Univariate and multivariate logistic regression models were used to assess the effects of NLR and PNI on progression to CCI in critically ill patients and in-hospital all-cause mortality in the CCI group. According to the factors that may affect the research variables and outcomes. We used three models to adjust for potential confounders. Model 1: adjusted for demographic parameters (age, sex, BMI); Model 2: Model 1 plus comorbidities and various scores (DM, COPD, pneumonia, APS-III, and SOFA score); and Model 3: Model 2 plus laboratory tests and treatments received (Hb, SCr, use of vasoactive drugs, use of sedative drugs, and nasal nutrition). Plotting scatter plots of study metrics versus APS-III and SOFA score, and performing Spearman analysis to assess the association of study indicators with disease severity. The association between study variables and outcomes was further assessed using restricted cubic spline (RCS) curves.
By drawing the receiver operator characteristic (ROC) curve and comparing the area under the ROC curve (AUC), the predictive value of the research indicators for the endpoints was analyzed. Incorporate study indicators into existing disease severity scores to compare whether study indicators improve the accuracy of commonly utilized scores in predicting study outcomes. Using the Delong test to compare prediction performance.
Descriptive statistics were performed on the prognostic data of patients in the CCI group.

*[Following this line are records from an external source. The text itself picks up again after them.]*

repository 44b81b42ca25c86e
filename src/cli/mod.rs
//! CLI module for the council server
//!
//! Provides command-line interface parsing and handling for the council-server binary.
//! Uses clap for argument parsing and owo-colors for colored terminal output.

pub mod config;
pub mod init;
pub mod output;

use clap::{Parser, Subcommand, ValueEnum};
use std::path::PathBuf;

/// Ares Council - parallel multi-model research server
///
/// Sends each question to several LLM providers at once, lets each one
/// search the web independently, and streams a merged answer.
#[derive(Parser, Debug)]
#[command(
    name = "council-server",
    version,
    about = "Ares Council - parallel multi-model research server",
    long_about = "Sends each question to several LLM providers at once, lets every provider\n\
                  search the web and summarise on its own, then streams one merged answer.\n\n\
                  Run without arguments to start the server, or use 'init' to scaffold a new project.",
    after_help = "EXAMPLES:\n    \
                  council-server init                # Scaffold council.toml and .env.example\n    \
                  council-server config --validate   # Check the configuration\n    \
                  council-server                     # Start the server (requires council.toml)\n    \
                  council-server --config my.toml    # Use a custom config file"
)]
pub struct Cli {
    /// Path to the configuration file
    #[arg(short, long, default_value = "council.toml", global = true)]
    pub config: PathBuf,

    /// Enable verbose output
    #[arg(short, long, global = true)]
    pub verbose: bool,

    /// Disable colored output
    #[arg(long, global = true)]
    pub no_color: bool,

    /// Log output format
    #[arg(long, value_enum, default_value_t = LogFormat::Text, global = true)]
    pub log_format: LogFormat,

    /// Subcommand to execute
    #[command(subcommand)]
    pub command: Option<Commands>,
}

/// Formatter used for server logs
#[derive(Debug, Clone, Copy, PartialEq, Eq, ValueEnum)]
pub enum LogFormat {
    /// Human-readable lines
    Text,
    /// One JSON object per line
    Json,
}

/// Available CLI subcommands
#[derive(Subcommand, Debug)]
pub enum Commands {
    /// Initialize a new project with configuration files
    ///
    /// Creates council.toml and .env.example with a two-provider setup.
    Init {
        /// Directory to initialize (defaults to current directory)
        #[arg(default_value = ".")]
        path: PathBuf,

        /// Overwrite existing files without prompting
        #[arg(short, long)]
        force: bool,
    },

    /// Show configuration information
    Config {
        /// Validate the configuration file
        #[arg(long)]
        validate: bool,
    },
}

impl Cli {
    /// Parse CLI arguments
    pub fn parse_args() -> Self {
        Self::parse()
    }
}
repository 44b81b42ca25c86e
//! Shared helpers for integration tests.

#![allow(dead_code)]

pub mod mocks;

Kaplan–Meier analysis was used to assess the survival of patients in the CCI group at different levels of study variables, and differences between groups were assessed by the log-rank test.
In addition, to further assess whether there were differences in the impact of the study variables in different populations. We performed subgroup analyses of patients with different ages, sexes, SOFA scores, and with or without concomitant DM, COPD, and pneumonia, as well as with or without the use of vasoactive drugs and nasal nutrition. Subgroup analyses were conducted in the framework of multivariate logistic regression model 3. p < 0.05 was considered a statistically significant difference.
3 Results
3.1 Baseline data analysis
There were 50,920 first-time ICU admissions in the MIMIC-IV database, of which a total of 3,661 (7.19%) met the definition of CCI. The distribution of clinical factors in the definition of patients with CCI is shown in Supplementary Table S1. Based on the inclusion and exclusion criteria, 5,637 patients were finally included in the study, including 675 in the CCI group and 4,962 in the non-CCI group. The baseline information of the patients in both groups is shown in Table 1. The results showed that the differences in BMI, CAD, COPD, AHF, pneumonia, APS-III, OASIS, SOFA score, GCS score, WBC count, neutrophil count, lymphocyte count, monocyte count, Alb, SCr, NLR, PNI, use of vasoactive drugs, use of sedative drugs, nasal nutrition, and PN between two groups were statistically significant (p < 0.05).
A total of 115 (17.0%) in the CCI group died during hospitalization. Baseline information for the death and survival groups is shown in Table 1. The results showed that there were statistically significant differences between the two groups in terms of age, CAD, APS-III, OASIS, SOFA score, GCS score, neutrophil counts, lymphocyte counts, Hb, Alb, SCr, NLR, PNI, use of vasoactive drugs, and use of sedative drugs (p < 0.05). Violin plots showed that NLR was significantly higher in the CCI and in-hospital death groups than in the non-CCI and survival groups, whereas the levels of PNI were reversed (Supplementary Figure S1).
3.2 Association analysis
Multivariate logistic regression analysis showed that NLR was a risk factor for progression to CCI in critically ill patients. The results were significant in the unadjusted model (OR [95%CI], 1.067 [1.060–1.075], p < 0.001), model 1 (OR [95%CI], 1.068 [1.060–1.075], p < 0.001), model 2 (OR [95%CI], 1.055 [1.048–1.063], p < 0.001) and model 3 (OR [95%CI], 1.050 [1.041–1.060], p < 0.001). PNI is a protective factor. The results were also significant in the unadjusted model (OR [95%CI], 0.913 [0.904–0.922], p < 0.001), model 1 (OR [95%CI], 0.912 [0.903–0.921], p < 0.001), model 2 (OR [95%CI], 0.930 [0.920–0.940], p < 0.001) and model 3 (OR [95%CI], 0.958 [0.944–0.971], p < 0.001). In the CCI cohort, we found similar associations between NLR and PNI and in-hospital mortality (Table 2).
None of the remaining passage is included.